The Shadow of a Gunman is the first play in Sean O'Casey's Dublin trilogy, first performed at the Abbey Theatre in 1923 - James Joyce's Ulysses had been published the year before. It is set in 1920, as the War of Independence rages. The other two Dublin plays are Juno and the Paycock [Peacock], and The Plough and the Stars, the latter of which caused a riot when first performed at the Abbey because nationalists in the audience resented O'Casey's hostile portrayal of the revolutionaries of the 1916 Easter Rising.

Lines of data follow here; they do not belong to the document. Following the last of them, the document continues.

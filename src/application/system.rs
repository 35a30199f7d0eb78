//! `SystemOrchestrator`: starts/stops the three periodic drivers and
//! exposes the inbound control operations of spec.md §6.

use crate::application::agent_registry::{AgentPatch, AgentRegistry};
use crate::application::comms_bus::CommsBus;
use crate::application::discussion_engine::DiscussionEngine;
use crate::application::manager_controller::ManagerController;
use crate::application::sector_registry::{SectorPatch, SectorRegistry};
use crate::application::sector_ticker::{SectorTicker, TickOutcome};
use crate::application::watchdog::DiscussionWatchdog;
use crate::config::{EngineConfig, SystemMode};
use crate::domain::agent::{Agent, Role};
use crate::domain::discussion::DiscussionRoom;
use crate::domain::errors::EngineResult;
use crate::domain::sector::Sector;
use crate::infrastructure::oracle::{OracleClient, ReasoningOracle};
use crate::infrastructure::persistence::PersistenceStore;
use std::sync::atomic::{AtomicBool, Ordering};
use std::sync::Arc;
use tokio::sync::watch;
use tracing::{info, warn};

/// Non-reentrant guard shared by all three drivers: a tick/sweep that begins
/// must complete before the next one fires (spec.md §5).
struct DriverGuard {
    in_progress: AtomicBool,
}

impl DriverGuard {
    fn new() -> Self {
        Self { in_progress: AtomicBool::new(false) }
    }

    /// Returns `true` if this caller won the right to run; `false` means a
    /// prior iteration is still in flight and this tick should be skipped.
    fn try_enter(&self) -> bool {
        self.in_progress.compare_exchange(false, true, Ordering::SeqCst, Ordering::SeqCst).is_ok()
    }

    fn exit(&self) {
        self.in_progress.store(false, Ordering::SeqCst);
    }
}

pub struct SystemOrchestrator {
    config: EngineConfig,
    store: Arc<PersistenceStore>,
    agents: Arc<AgentRegistry>,
    sectors: Arc<SectorRegistry>,
    discussions: Arc<DiscussionEngine>,
    ticker: Arc<SectorTicker>,
    watchdog: Arc<DiscussionWatchdog>,
    comms: Arc<CommsBus>,
    mode: std::sync::Mutex<SystemMode>,
    shutdown_tx: watch::Sender<bool>,
    shutdown_rx: watch::Receiver<bool>,
    tasks: std::sync::Mutex<Vec<tokio::task::JoinHandle<()>>>,
}

impl SystemOrchestrator {
    pub fn new(config: EngineConfig, oracle: Arc<dyn ReasoningOracle>) -> Self {
        let store = Arc::new(PersistenceStore::new(config.storage_dir.clone()));
        let oracle_client = Arc::new(OracleClient::new(oracle, std::time::Duration::from_secs(10), 2));

        let agents = Arc::new(AgentRegistry::new(
            store.clone(),
            oracle_client.clone(),
            config.max_total_agents,
            config.max_agents_per_sector,
        ));
        let sectors = Arc::new(SectorRegistry::new(store.clone()));
        let discussions = Arc::new(DiscussionEngine::new(
            store.clone(),
            agents.clone(),
            sectors.clone(),
            oracle_client,
            config.conflict_threshold,
            config.max_rounds,
        ));
        let comms = Arc::new(CommsBus::new(store.clone()));
        let manager = Arc::new(ManagerController::new(discussions.clone(), comms.clone(), config.debounce_window));
        let ticker = Arc::new(SectorTicker::new(store.clone(), agents.clone(), sectors.clone(), manager, config.readiness_threshold));
        let watchdog = Arc::new(DiscussionWatchdog::new(discussions.clone(), config.stall_threshold, config.archive_delay));

        let (shutdown_tx, shutdown_rx) = watch::channel(false);

        Self {
            config,
            store,
            agents,
            sectors,
            discussions,
            ticker,
            watchdog,
            comms,
            mode: std::sync::Mutex::new(SystemMode::Simulation),
            shutdown_tx,
            shutdown_rx,
            tasks: std::sync::Mutex::new(Vec::new()),
        }
    }

    /// Spawns the three periodic drivers. Idempotent per call: calling
    /// `start` twice without `stop` spawns a second independent set of
    /// tasks, so callers should pair it with `stop`.
    pub fn start(self: &Arc<Self>) {
        self.spawn_driver("sector_ticker", self.config.tick_interval, {
            let this = self.clone();
            move || {
                let this = this.clone();
                async move {
                    if let Err(e) = this.ticker.tick_all().await {
                        warn!(error = %e, "sector ticker iteration failed");
                    }
                }
            }
        });

        self.spawn_driver("discussion_lifecycle", self.config.lifecycle_interval, {
            let this = self.clone();
            move || {
                let this = this.clone();
                async move {
                    if let Err(e) = this.run_lifecycle_iteration().await {
                        warn!(error = %e, "discussion lifecycle iteration failed");
                    }
                }
            }
        });

        self.spawn_driver("discussion_watchdog", self.config.watchdog_interval, {
            let this = self.clone();
            move || {
                let this = this.clone();
                async move {
                    if let Err(e) = this.watchdog.sweep().await {
                        warn!(error = %e, "watchdog sweep failed");
                    }
                }
            }
        });

        info!("system orchestrator started");
    }

    fn spawn_driver<F, Fut>(&self, name: &'static str, interval: std::time::Duration, mut make_iteration: F)
    where
        F: FnMut() -> Fut + Send + 'static,
        Fut: std::future::Future<Output = ()> + Send + 'static,
    {
        let mut shutdown_rx = self.shutdown_rx.clone();
        let guard = Arc::new(DriverGuard::new());
        let handle = tokio::spawn(async move {
            let mut ticker = tokio::time::interval(interval);
            loop {
                tokio::select! {
                    _ = ticker.tick() => {
                        if !guard.try_enter() {
                            continue;
                        }
                        make_iteration().await;
                        guard.exit();
                    }
                    _ = shutdown_rx.changed() => {
                        if *shutdown_rx.borrow() {
                            break;
                        }
                    }
                }
            }
            info!(driver = name, "driver stopped");
        });
        self.tasks.lock().unwrap().push(handle);
    }

    /// Advances every open discussion by one round of argument collection,
    /// producing a decision once readiness criteria elsewhere have been met.
    async fn run_lifecycle_iteration(&self) -> EngineResult<()> {
        for room in self.discussions.list_open_in_progress().await? {
            self.discussions.collect_arguments(room.id).await?;
        }
        Ok(())
    }

    /// Signals all drivers to stop after completing their current
    /// iteration's persistence step, then awaits their shutdown.
    pub async fn stop(&self) {
        let _ = self.shutdown_tx.send(true);
        let handles: Vec<_> = self.tasks.lock().unwrap().drain(..).collect();
        for handle in handles {
            let _ = handle.await;
        }
        info!("system orchestrator stopped");
    }

    pub fn get_system_mode(&self) -> SystemMode {
        *self.mode.lock().unwrap()
    }

    pub fn set_system_mode(&self, mode: SystemMode) {
        *self.mode.lock().unwrap() = mode;
    }

    pub async fn create_sector(&self, name: String, symbol: Option<String>) -> EngineResult<Sector> {
        self.sectors.create_sector(name, symbol).await
    }

    pub async fn update_sector(&self, id: uuid::Uuid, patch: SectorPatch) -> EngineResult<Sector> {
        self.sectors.update_sector(id, patch).await
    }

    pub async fn create_agent(&self, description: &str, sector_id: Option<uuid::Uuid>, role_override: Option<Role>) -> EngineResult<Agent> {
        self.agents.create_agent(description, sector_id, role_override).await
    }

    pub async fn update_agent(&self, id: &str, patch: AgentPatch) -> EngineResult<Agent> {
        self.agents.update_agent(id, patch).await
    }

    pub async fn delete_agent(&self, id: &str) -> EngineResult<()> {
        self.agents.delete_agent(id).await
    }

    pub async fn tick_sector(&self, id: uuid::Uuid) -> EngineResult<TickOutcome> {
        self.ticker.tick_sector(id).await
    }

    pub async fn start_discussion(&self, sector_id: uuid::Uuid, title: String, agent_ids: Option<Vec<String>>) -> EngineResult<DiscussionRoom> {
        self.discussions.start_discussion(sector_id, title, agent_ids).await
    }

    pub async fn add_discussion_message(&self, discussion_id: uuid::Uuid, agent_id: &str, content: &str, role: &str) -> EngineResult<DiscussionRoom> {
        self.discussions.add_discussion_message(discussion_id, agent_id, content, role).await
    }

    pub async fn produce_decision(&self, discussion_id: uuid::Uuid) -> EngineResult<DiscussionRoom> {
        self.discussions.produce_decision(discussion_id).await
    }

    pub async fn close_discussion(&self, discussion_id: uuid::Uuid) -> EngineResult<DiscussionRoom> {
        self.discussions.close_discussion(discussion_id).await
    }

    pub async fn archive_discussion(&self, discussion_id: uuid::Uuid) -> EngineResult<DiscussionRoom> {
        self.discussions.archive_discussion(discussion_id).await
    }

    pub async fn delete_discussion(&self, discussion_id: uuid::Uuid) -> EngineResult<()> {
        self.discussions.delete_discussion(discussion_id).await
    }

    pub fn comms(&self) -> Arc<CommsBus> {
        self.comms.clone()
    }

    pub fn store(&self) -> Arc<PersistenceStore> {
        self.store.clone()
    }
}

#[cfg(test)]
mod tests {
    use super::*;
    use crate::infrastructure::oracle::RuleBasedOracle;

    #[tokio::test]
    async fn start_and_stop_drivers_without_panicking() {
        let dir = std::env::temp_dir().join(format!("orchestrator_test_{}", uuid::Uuid::new_v4()));
        let mut config = EngineConfig::default();
        config.storage_dir = dir.to_string_lossy().to_string();
        config.tick_interval = std::time::Duration::from_millis(10);
        config.lifecycle_interval = std::time::Duration::from_millis(10);
        config.watchdog_interval = std::time::Duration::from_millis(10);

        let orchestrator = Arc::new(SystemOrchestrator::new(config, Arc::new(RuleBasedOracle)));
        orchestrator.start();
        tokio::time::sleep(std::time::Duration::from_millis(30)).await;
        orchestrator.stop().await;
    }

    #[tokio::test]
    async fn mode_defaults_to_simulation_and_is_settable() {
        let dir = std::env::temp_dir().join(format!("orchestrator_mode_test_{}", uuid::Uuid::new_v4()));
        let mut config = EngineConfig::default();
        config.storage_dir = dir.to_string_lossy().to_string();
        let orchestrator = SystemOrchestrator::new(config, Arc::new(RuleBasedOracle));
        assert_eq!(orchestrator.get_system_mode(), SystemMode::Simulation);
        orchestrator.set_system_mode(SystemMode::Realtime);
        assert_eq!(orchestrator.get_system_mode(), SystemMode::Realtime);
    }
}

Dominic Dromgoole's revival of The Shadow of a Gunman is at the Tricycle Theatre in London's Kilburn, long an Irish ghetto, where during the 70s and 80s the local public houses were full of IRA fund-raisers. Clearly Dromgoole wants the play to resonate with Kilburn's own history. The key event in the play is a Black and Tan raid in the middle of the night on a tenement house: the sense of what it is like to be caught up in a war between guerrilla fighters and an occupying army is evoked with extraordinary economy. How many wars of national liberation have there been in the last eighty years, how many raids, how many innocents killed? The mind shies away from these questions.

O'Casey said that the play:

is built on the frame of Shelley's phrase [from 'Prometheus Unbound']

"Ah me! Alas, pain, pain ever, for ever!"

Indeed the line is quoted in the opening moments of the play. This suggests the play is a tragedy, and indeed it is. It ends with the death of a brave and innocent girl, Minnie Powell (wonderfully performed by Jane Murphy, making her first appearance on the professional stage). All the characters seem hopelessly trapped in circumstances from which they cannot escape. Every character (even Minnie's perhaps) is fatally flawed. No good, it seems, can come of anything they do, and the violence that surrounds them invades their lives whether they want it to or not.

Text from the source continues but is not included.